Our results show a higher flow density and therefore could insinuate an improved blood flow within the retina following from the topical application of Tafluprost. However, two issues must be emphasised: (1) The relevance of the flow density or retinal blood flow in terms of cause or effect for the development of POAG cannot be answered by this study. (2) Furthermore, a direct causal relationship between Tafluprost and flow density cannot be established due to the non-interventional approach of this study and the potential confounding factor of its IOP-lowering properties when used in an interventional study.
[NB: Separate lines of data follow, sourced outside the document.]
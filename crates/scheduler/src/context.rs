//! Process-wide collaborators shared by the scheduler and its worker

use ledger::{Ledger, LedgerStore, StoreError};
use parking_lot::Mutex;
use pipeline::{
    ArchiveOptions, Archiver, Endpoint, Pipeline, RetryPolicy, SevenZipArchiver, WebhookUploader,
    ZstdArchiver,
};
use qs_core::{Clock, ComposeOptions, Config, FileSource, FingerprintEngine, SnapshotSource};
use std::path::PathBuf;
use std::sync::Arc;
use std::time::Duration;
use thiserror::Error;
use tracing::info;

#[derive(Debug, Error)]
pub enum ContextError {
    #[error("no document configured (set document.path or pass --document)")]
    MissingDocument,
    #[error("failed to create {}: {source}", path.display())]
    Io {
        path: PathBuf,
        #[source]
        source: std::io::Error,
    },
    #[error(transparent)]
    Store(#[from] StoreError),
    #[error("failed to build HTTP client: {0}")]
    Http(String),
}

/// Everything a submission or a job run needs
pub struct Context {
    pub config: Config,
    pub clock: Arc<dyn Clock>,
    pub source: Arc<dyn SnapshotSource>,
    pub engine: FingerprintEngine,
    pub compose: ComposeOptions,
    pub ledger: Arc<Mutex<Ledger>>,
    pub store: Option<Arc<LedgerStore>>,
    pub pipeline: Arc<Pipeline>,
}

/// Directory layout under the state dir
#[derive(Debug, Clone)]
pub struct StateLayout {
    pub root: PathBuf,
}

impl StateLayout {
    pub fn new(root: impl Into<PathBuf>) -> Self {
        Self { root: root.into() }
    }

    pub fn ledger(&self) -> PathBuf {
        self.root.join("ledger")
    }

    pub fn staging(&self) -> PathBuf {
        self.root.join("staging")
    }

    pub fn artifacts(&self) -> PathBuf {
        self.root.join("artifacts")
    }

    pub fn locks(&self) -> PathBuf {
        self.root.join("locks")
    }

    pub fn logs(&self) -> PathBuf {
        self.root.join("logs")
    }
}

impl Context {
    /// Wire the production collaborators from configuration
    pub fn from_config(config: Config, clock: Arc<dyn Clock>) -> Result<Self, ContextError> {
        let document = config
            .document
            .path
            .clone()
            .ok_or(ContextError::MissingDocument)?;
        let layout = StateLayout::new(config.state_dir().ok_or(ContextError::MissingDocument)?);

        let ledger_dir = layout.ledger();
        std::fs::create_dir_all(&ledger_dir).map_err(|source| ContextError::Io {
            path: ledger_dir.clone(),
            source,
        })?;
        let store = Arc::new(LedgerStore::open(&ledger_dir, config.ledger.retention_count)?);
        let ledger = Arc::new(Mutex::new(store.load()?));

        let archiver: Arc<dyn Archiver> = match &config.archive.archiver_path {
            Some(program) => Arc::new(SevenZipArchiver::new(program)),
            None => Arc::new(ZstdArchiver),
        };
        let uploader =
            Arc::new(WebhookUploader::new().map_err(|e| ContextError::Http(e.to_string()))?);

        let endpoint = Endpoint {
            url: config.upload.webhook_url.clone(),
            token: config.upload.token.clone(),
            timeout: Duration::from_secs(config.upload.timeout_secs),
        };
        let archive_options = ArchiveOptions {
            level: config.archive.level,
            output_dir: layout.artifacts(),
        };

        let pipeline = Pipeline::new(
            archiver,
            uploader,
            endpoint,
            archive_options,
            ledger.clone(),
            clock.clone(),
        )
        .with_retry(RetryPolicy::from_config(&config.upload))
        .with_store(store.clone());

        info!(
            document = %document.display(),
            state_dir = %layout.root.display(),
            policy = %config.fingerprint.policy,
            entries = ledger.lock().len(),
            "context ready"
        );

        Ok(Self {
            source: Arc::new(FileSource::new(document, layout.staging())),
            engine: FingerprintEngine::new(config.fingerprint.policy),
            compose: ComposeOptions {
                template: config.message.template.clone(),
            },
            ledger,
            store: Some(store),
            pipeline: Arc::new(pipeline),
            clock,
            config,
        })
    }
}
The strength of the present study is its status as the first investigating the connection between Tafluprost application in POAG patients and retinal blood flow using OCT-A in a cross-sectional approach. OCT-A is a widely spread, user-friendly, robust, reproducible and, recently, commonly used diagnostic approach in vascular retinal diseases [10, 44]. Both groups studied showed no significant differences concerning demographics and ocular characteristics, making comparison more meaningful. Further, our study followed international procedures and adhered to high quality standards to provide firm results. Patients were examined at least 4 weeks after the start of continual Tafluprost application and a minimum of 6 weeks after surgery to prevent distortion as a result of previously applied medication.

The weakness of the study is that no treatment-naïve flow density measurements were undertaken. It has been demonstrated that changes in IOP can alter flow density [45,46,47]; hence it would be challenging to differentiate the impact on the flow density induced by pressure differences rather than the chosen treatment. Furthermore, in patients with IOP-lowering surgery, a baseline measurement without treatment was not possible were on topical or systemic treatment before surgery as the refusal of therapy to glaucomatous eyes might be ethically difficult to argue nowadays. Therefore, our study included operated POAG eyes, as they carry similar vascular characteristics as well as a comparable IOP. Further, it has been demonstrated that flow density is significantly correlated with morphological and functional indices, and exhibits diagnostic capabilities comparable to currently employed clinical variables [48]. Consequently, we only included patients who underwent early surgery (e.g. due to multiple eye drops intolerance) to ensure that the disease was similarly advanced in both groups.

Conclusion

In conclusion, our results indicate that Tafluprost not only lowers IOP, but may also enhance retinal blood flow at a normal IOP. This effect might influence disease progression. A more accurate flow density could be estimated by applying statistical methods such as delta method incriminating all confusing factors (such as age, gender, intraocular pressure, spherical equivalent, physical activity, systemic diseases) [47]. Further studies are needed to investigate the long-term benefits of an improved flow density achieved via topical application of Tafluprost in POAG patients with normal IOP and whether different operations might have a varying impact on the flow density.